Summary. The manuscript introduces Tensor and Sequence Parallelism (TSP), a parallel execution strategy that folds tensor parallelism (TP) and sequence parallelism (SP) onto a single device axis. Each rank is assigned both a weight shard and a sequence shard, reducing per-device parameter and activation memory along the same axis. Two runtime schedules are described: for attention, ranks iterate over broadcast parameter shards and perform sequence-wise key/value exchanges to reconstruct context; for gated MLPs, weight shards circulate in a ring while partial outputs accumulate locally. The work supplies a theoretical communication and memory analysis, implementation details for the attention and gated MLP blocks, and benchmarks comparing TSP to TP, SP, and TP+SP. TSP is positioned as a hardware-aware alternative for long-context and memory-constrained training that can be combined with pipeline and expert parallelism for dense and MoE models.

Significance. If the reported benchmarks and analysis confirm that the additional communication volume (sequence-wise KV exchanges and ring circulations) remains practical relative to the memory savings on real interconnects, TSP could provide a useful new dimension for parallelism in Transformer training and inference. It directly targets the tension between parameter/activation memory and sequence length in large models, offering a way to shard both weights and activations without requiring separate mesh dimensions. The explicit schedules for attention and gated MLPs, together with the theoretical cost analysis, strengthen the contribution and its potential integration with existing schemes.

major comments (2)

[theoretical communication and memory analysis] The central viability claim—that folding TP and SP onto one axis yields a net practical win—depends on the communication overhead not offsetting memory reductions. The theoretical analysis should include explicit scaling equations for the extra all-to-all or ring traffic (e.g., volume as a function of hidden size, sequence length, and number of ranks) and direct comparison to the per-device memory savings; without these, it is difficult to evaluate whether the trade-off remains favorable outside the tested regimes.
[benchmarks] The benchmarks section must report not only memory usage but also end-to-end iteration time or throughput on representative GPU clusters, including scaling behavior with sequence length and model size. If the added communication dominates iteration time, the positioning of TSP as a hardware-aware alternative is undermined even if memory numbers improve.

minor comments (2)

[TSP attention schedule] Clarify the exact communication primitives used (e.g., all-to-all vs. ring) in the attention schedule and whether they assume specific interconnect topologies.
[introduction] The abstract states that TSP can be used 'in concert with' pipeline and expert parallelism; a brief discussion or diagram showing the combined mesh layout would help readers understand the integration.

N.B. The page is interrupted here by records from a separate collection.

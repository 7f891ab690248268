use std::sync::Arc;
use std::time::Instant;

use sb_domain::config::Config;
use sb_events::EventStore;
use sb_providers::auth::AuthStore;
use sb_providers::ProviderRegistry;

use crate::memory::MemoryFacade;
use crate::rpc::MethodRegistry;
use crate::runtime::worktree::WorktreeCoordinator;
use crate::runtime::Orchestrator;
use crate::skills::SkillRegistry;
use crate::ws::ClientRegistry;

/// Shared application state passed to all RPC handlers.
///
/// Fields are grouped by concern:
/// - **Core services** — config, event store, LLM providers, auth
/// - **Runtime** — orchestrator (active sessions, turn loop, subagents)
/// - **Collaborators** — worktrees, skills, memory facade
/// - **Protocol** — the method registry (built once at startup) and the
///   connected client registry
#[derive(Clone)]
pub struct AppState {
    // ── Core services ─────────────────────────────────────────────
    pub config: Arc<Config>,
    pub store: Arc<EventStore>,
    pub providers: Arc<ProviderRegistry>,
    pub auth: Arc<AuthStore>,

    // ── Runtime ───────────────────────────────────────────────────
    pub orchestrator: Arc<Orchestrator>,

    // ── Collaborators ─────────────────────────────────────────────
    pub worktrees: Arc<WorktreeCoordinator>,
    pub skills: Arc<SkillRegistry>,
    pub memory: Arc<MemoryFacade>,

    // ── Protocol ──────────────────────────────────────────────────
    pub rpc: Arc<MethodRegistry>,
    pub clients: Arc<ClientRegistry>,
    pub started_at: Instant,
}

Simulated Author's Rebuttal

2 responses · 0 unresolved

We thank the referee for the constructive feedback and positive assessment of TSP's potential. We address each major comment below, agreeing that additional detail will strengthen the manuscript, and outline the revisions we will make.

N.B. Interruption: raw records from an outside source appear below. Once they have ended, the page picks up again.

//! Worktree coordination: per-directory exclusive access with git
//! worktree isolation for contending sessions.
//!
//! At most one session owns a main directory at a time; later sessions
//! get an isolated `git worktree` on their own branch. All git access is
//! via subprocess.

use std::collections::HashMap;
use std::path::{Path, PathBuf};
use std::sync::Arc;

use parking_lot::Mutex;
use serde::Serialize;
use tokio::process::Command;

use sb_domain::config::WorktreesConfig;
use sb_domain::error::{Error, Result};

/// A session's hold on a working directory.
#[derive(Debug, Clone, Serialize)]
#[serde(rename_all = "camelCase")]
pub struct WorktreeInfo {
    pub path: String,
    pub branch: String,
    pub base_commit: String,
    pub isolated: bool,
    #[serde(skip_serializing_if = "Option::is_none")]
    pub fork_parent: Option<WorktreeForkParent>,
}

#[derive(Debug, Clone, Serialize)]
#[serde(rename_all = "camelCase")]
pub struct WorktreeForkParent {
    pub session_id: String,
    pub commit: String,
}

/// git status summary for `worktree.getStatus`.
#[derive(Debug, Clone, Serialize)]
#[serde(rename_all = "camelCase")]
pub struct WorktreeStatus {
    pub path: String,
    pub branch: String,
    pub dirty: bool,
    pub changed_files: Vec<String>,
}

pub struct WorktreeCoordinator {
    config: WorktreesConfig,
    /// main directory → owning session.
    owners: Mutex<HashMap<PathBuf, String>>,
    /// session → its worktree info.
    held: Mutex<HashMap<String, WorktreeInfo>>,
}

impl WorktreeCoordinator {
    pub fn new(config: WorktreesConfig) -> Arc<Self> {
        Arc::new(Self {
            config,
            owners: Mutex::new(HashMap::new()),
            held: Mutex::new(HashMap::new()),
        })
    }

    /// Acquire a directory for a session: the main directory when free,
    /// an isolated worktree otherwise.
    pub async fn acquire(&self, session_id: &str, directory: &str) -> Result<WorktreeInfo> {
        if let Some(existing) = self.held.lock().get(session_id) {
            return Ok(existing.clone());
        }

        let dir = PathBuf::from(directory);
        let branch = current_branch(&dir).await?;
        let base_commit = head_commit(&dir).await?;

        let main_free = {
            let mut owners = self.owners.lock();
            if owners.contains_key(&dir) {
                false
            } else {
                owners.insert(dir.clone(), session_id.to_owned());
                true
            }
        };

        let info = if main_free {
            WorktreeInfo {
                path: directory.to_owned(),
                branch,
                base_commit,
                isolated: false,
                fork_parent: None,
            }
        } else {
            if !self.config.isolate_on_contention {
                return Err(Error::Conflict(format!(
                    "directory {directory} is held by another session"
                )));
            }
            let owner = self.owners.lock().get(&dir).cloned().unwrap_or_default();
            let short = &session_id[session_id.len().saturating_sub(8)..];
            let wt_branch = format!("{}{short}", self.config.branch_prefix);
            let wt_path = dir.join(&self.config.worktree_dir).join(short);
            git(
                &dir,
                &[
                    "worktree",
                    "add",
                    "-b",
                    &wt_branch,
                    wt_path.to_str().unwrap_or_default(),
                    "HEAD",
                ],
            )
            .await?;
            WorktreeInfo {
                path: wt_path.display().to_string(),
                branch: wt_branch,
                base_commit: base_commit.clone(),
                isolated: true,
                fork_parent: Some(WorktreeForkParent {
                    session_id: owner,
                    commit: base_commit,
                }),
            }
        };

        self.held
            .lock()
            .insert(session_id.to_owned(), info.clone());
        tracing::debug!(
            session_id,
            path = %info.path,
            isolated = info.isolated,
            "worktree acquired"
        );
        Ok(info)
    }

    pub fn get(&self, session_id: &str) -> Option<WorktreeInfo> {
        self.held.lock().get(session_id).cloned()
    }

    pub fn list(&self) -> Vec<(String, WorktreeInfo)> {
        self.held
            .lock()
            .iter()
            .map(|(k, v)| (k.clone(), v.clone()))
            .collect()
    }

    pub async fn status(&self, session_id: &str) -> Result<WorktreeStatus> {
        let info = self
            .get(session_id)
            .ok_or_else(|| Error::NotFound(format!("no worktree held by {session_id}")))?;
        let dir = PathBuf::from(&info.path);
        let porcelain = git(&dir, &["status", "--porcelain"]).await?;
        let changed_files: Vec<String> = porcelain
            .lines()
            .filter_map(|line| line.get(3..))
            .map(str::to_owned)
            .collect();
        Ok(WorktreeStatus {
            path: info.path,
            branch: info.branch,
            dirty: !changed_files.is_empty(),
            changed_files,
        })
    }

    /// Stage everything and commit; returns the new commit hash.
    pub async fn commit(&self, session_id: &str, message: &str) -> Result<String> {
        let info = self
            .get(session_id)
            .ok_or_else(|| Error::NotFound(format!("no worktree held by {session_id}")))?;
        let dir = PathBuf::from(&info.path);
        git(&dir, &["add", "-A"]).await?;
        git(&dir, &["commit", "-m", message]).await?;
        head_commit(&dir).await
    }

    /// Merge an isolated worktree's branch back into the main directory.
    pub async fn merge(&self, session_id: &str) -> Result<String> {
        let info = self
            .get(session_id)
            .ok_or_else(|| Error::NotFound(format!("no worktree held by {session_id}")))?;
        if !info.isolated {
            return Err(Error::InvalidOperation(
                "session holds the main directory; nothing to merge".into(),
            ));
        }
        // The main checkout is the worktree's parent repo.
        let main_dir = PathBuf::from(&info.path)
            .ancestors()
            .nth(3)
            .map(Path::to_path_buf)
            .ok_or_else(|| Error::InvalidOperation("cannot locate main checkout".into()))?;
        git(&main_dir, &["merge", "--no-ff", &info.branch]).await?;
        head_commit(&main_dir).await
    }

    /// Release the session's hold; isolated worktrees are pruned.
    pub async fn release(&self, session_id: &str) -> Result<()> {
        let Some(info) = self.held.lock().remove(session_id) else {
            return Ok(());
        };
        if info.isolated {
            let path = PathBuf::from(&info.path);
            if let Some(main_dir) = path.ancestors().nth(3) {
                let _ = git(
                    main_dir,
                    &["worktree", "remove", "--force", &info.path],
                )
                .await;
            }
        } else {
            self.owners
                .lock()
                .retain(|_, owner| owner != session_id);
        }
        tracing::debug!(session_id, path = %info.path, "worktree released");
        Ok(())
    }
}

// ── git subprocess helpers ─────────────────────────────────────────

async fn git(dir: &Path, args: &[&str]) -> Result<String> {
    let output = Command::new("git")
        .args(args)
        .current_dir(dir)
        .output()
        .await
        .map_err(|e| Error::Other(format!("git spawn failed: {e}")))?;
    if !output.status.success() {
        return Err(Error::Other(format!(
            "git {} failed: {}",
            args.first().unwrap_or(&""),
            String::from_utf8_lossy(&output.stderr).trim()
        )));
    }
    Ok(String::from_utf8_lossy(&output.stdout).trim().to_owned())
}

async fn current_branch(dir: &Path) -> Result<String> {
    git(dir, &["rev-parse", "--abbrev-ref", "HEAD"]).await
}

async fn head_commit(dir: &Path) -> Result<String> {
    git(dir, &["rev-parse", "HEAD"]).await
}

#[cfg(test)]
mod tests {
    use super::*;

    async fn init_repo() -> tempfile::TempDir {
        let dir = tempfile::tempdir().unwrap();
        let path = dir.path();
        for args in [
            vec!["init", "-b", "main"],
            vec!["config", "user.email", "test@test"],
            vec!["config", "user.name", "test"],
        ] {
            git(path, &args).await.unwrap();
        }
        std::fs::write(path.join("README.md"), "hello\n").unwrap();
        git(path, &["add", "-A"]).await.unwrap();
        git(path, &["commit", "-m", "init"]).await.unwrap();
        dir
    }

    #[tokio::test]
    async fn first_session_gets_main_directory() {
        let repo = init_repo().await;
        let coordinator = WorktreeCoordinator::new(WorktreesConfig::default());
        let info = coordinator
            .acquire("sess_a", repo.path().to_str().unwrap())
            .await
            .unwrap();
        assert!(!info.isolated);
        assert_eq!(info.branch, "main");
        assert!(info.fork_parent.is_none());
    }

    #[tokio::test]
    async fn second_session_gets_isolated_worktree() {
        let repo = init_repo().await;
        let coordinator = WorktreeCoordinator::new(WorktreesConfig::default());
        let dir = repo.path().to_str().unwrap();

        let first = coordinator.acquire("sess_a", dir).await.unwrap();
        let second = coordinator.acquire("sess_b", dir).await.unwrap();

        assert!(!first.isolated);
        assert!(second.isolated);
        assert_ne!(first.path, second.path);
        assert!(second.branch.starts_with("switchboard/"));
        assert_eq!(
            second.fork_parent.as_ref().unwrap().session_id,
            "sess_a"
        );
        assert!(Path::new(&second.path).exists());
    }

    #[tokio::test]
    async fn acquire_is_idempotent_per_session() {
        let repo = init_repo().await;
        let coordinator = WorktreeCoordinator::new(WorktreesConfig::default());
        let dir = repo.path().to_str().unwrap();
        let a = coordinator.acquire("sess_a", dir).await.unwrap();
        let b = coordinator.acquire("sess_a", dir).await.unwrap();
        assert_eq!(a.path, b.path);
    }

    #[tokio::test]
    async fn status_and_commit_roundtrip() {
        let repo = init_repo().await;
        let coordinator = WorktreeCoordinator::new(WorktreesConfig::default());
        let dir = repo.path().to_str().unwrap();
        coordinator.acquire("sess_a", dir).await.unwrap();

        std::fs::write(repo.path().join("new.txt"), "data\n").unwrap();
        let status = coordinator.status("sess_a").await.unwrap();
        assert!(status.dirty);
        assert_eq!(status.changed_files, vec!["new.txt"]);

        let commit = coordinator.commit("sess_a", "add new.txt").await.unwrap();
        assert_eq!(commit.len(), 40);

        let clean = coordinator.status("sess_a").await.unwrap();
        assert!(!clean.dirty);
    }

    #[tokio::test]
    async fn release_frees_main_directory() {
        let repo = init_repo().await;
        let coordinator = WorktreeCoordinator::new(WorktreesConfig::default());
        let dir = repo.path().to_str().unwrap();
        coordinator.acquire("sess_a", dir).await.unwrap();
        coordinator.release("sess_a").await.unwrap();

        let next = coordinator.acquire("sess_b", dir).await.unwrap();
        assert!(!next.isolated);
    }
}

read point-by-point responses

Referee: The central viability claim—that folding TP and SP onto one axis yields a net practical win—depends on the communication overhead not offsetting memory reductions. The theoretical analysis should include explicit scaling equations for the extra all-to-all or ring traffic (e.g., volume as a function of hidden size, sequence length, and number of ranks) and direct comparison to the per-device memory savings; without these, it is difficult to evaluate whether the trade-off remains favorable outside the tested regimes.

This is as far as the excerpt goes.